School Chair Reginald DesRoches made the appointment after the Higginbotham family created the new professorship earlier this year.

Frost said his selection for the professorship is an honor on many levels.

“I consider being a Professor as a position in which I have the opportunity to impact and influence students in the classroom and research laboratory through enthusiasm, hard work, creativity and passion,” Frost said. “Thus, I consider being recognized as the Higginbotham Professor as an endorsement of the environment I have contributed to creating.”

“I really sat down with [School leaders] and said, help me do something that solves your biggest problem,” said Bill Higginbotham, who earned his bachelor’s in civil engineering in 1976. “Your biggest problem is not the condition of the building or funding a capstone project or any other small thing. Your real problem is attracting professors or keeping the professors here. Good professors equal good students.”

Frost said he’s proud to be associated with the Higginbothams and their successful and impactful careers.

“I consider being named the Elizabeth and Bill Higginbotham Professor a charge to identify new ways to engage with these amazing donors and their passion for the School of Civil and Environmental Engineering in the future. As W.B. Yeats wrote, ‘Education is not the filling of a pail but the lighting of a fire.’ I look forward to lighting many fires with Elizabeth and Bill Higginbotham, thanks to their vision and commitment.”
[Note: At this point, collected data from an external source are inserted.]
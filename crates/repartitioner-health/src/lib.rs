//! repartitioner-health: liveness of the stream runtimes in this process.
//!
//! # Architecture
//!
//! ```text
//! HealthIndicator::health()
//!   ├── RuntimePoller     enumerate runtimes → PollResult
//!   ├── RebalanceTracker  per-instance rebalance timers → InstanceHealth
//!   └── aggregate()       UP / DOWN / UNKNOWN + per-instance details
//! ```
//!
//! An instance that stays in `REBALANCING` longer than the configured
//! threshold is reported as `REBALANCING_TIMEOUT` and takes the aggregate
//! `DOWN`. Evaluation never fails: every fault is classified into a state.

pub mod aggregator;
pub mod indicator;
pub mod poller;
pub mod tracker;

pub use aggregator::{aggregate, AggregateHealth, HealthStatus};
pub use indicator::HealthIndicator;
pub use poller::{InstanceSnapshot, PollResult, RuntimePoller};
pub use tracker::{InstanceHealth, InstanceState, RebalanceTracker};
//! Error types for the keyed table.

use thiserror::Error;

/// Result type alias for keyed table operations.
pub type TableResult<T> = Result<T, TableError>;

/// Errors that can occur during keyed table operations.
#[derive(Debug, Error)]
pub enum TableError {
    #[error("failed to open database: {0}")]
    Open(String),

    #[error("transaction error: {0}")]
    Transaction(String),

    #[error("table error: {0}")]
    Table(String),

    #[error("read error: {0}")]
    Read(String),

    #[error("write error: {0}")]
    Write(String),

    #[error("serialization error: {0}")]
    Serialize(String),

    #[error("deserialization error: {0}")]
    Deserialize(String),
}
Frost has been a member of the School’s faculty for two decades. His work focuses on the study and analysis of natural and man-made disasters, including creating new kinds of tools to study sub-surface soils and problems related to earthquakes and other disasters.

Elizabeth and Bill Higginbotham
Elizabeth and Bill Higginbotham. (Photo: Gary Meek)

Frost helps lead a nationwide collaboration that recently received funding from the National Science Foundation to use nature-inspired processes to reimagine geotechnical engineering. He also is a founding member of the Geotechnical Extreme Events Reconnaissance Association, an NSF-sponsored group that responds to geotechnical disasters worldwide.

He was quick, however, to share credit for his career.

“A professor may lead a research group, but ultimately, it is the excellence and effort of the students who work with them that contributes to any recognition they may receive,” Frost said. “I have been incredibly lucky to have had the opportunity to work with an amazing group of scholars over the years at Georgia Tech. This recognition is as much as testament to the talents of these individuals.”

As the Higginbotham Professor, Frost will receive $25,000 each year to support his educational and scholarly activities, DesRoches said

“It’s much more flexible than the funding you would get from a funding agency, so you can use it to really do creative things, to do things that are much more risky,” DesRoches said. “We see it as seed funding to be able to explore some areas that might lead to really big things for your [research] program.”

The School’s leadership and alumni External Advisory Board think such named professorships and faculty chairs are so critical to maintaining a quality program that they’ve set a goal of tripling the number of such positions in the School over the next five years. The Higginbotham Professorship is the first step toward meeting that goal.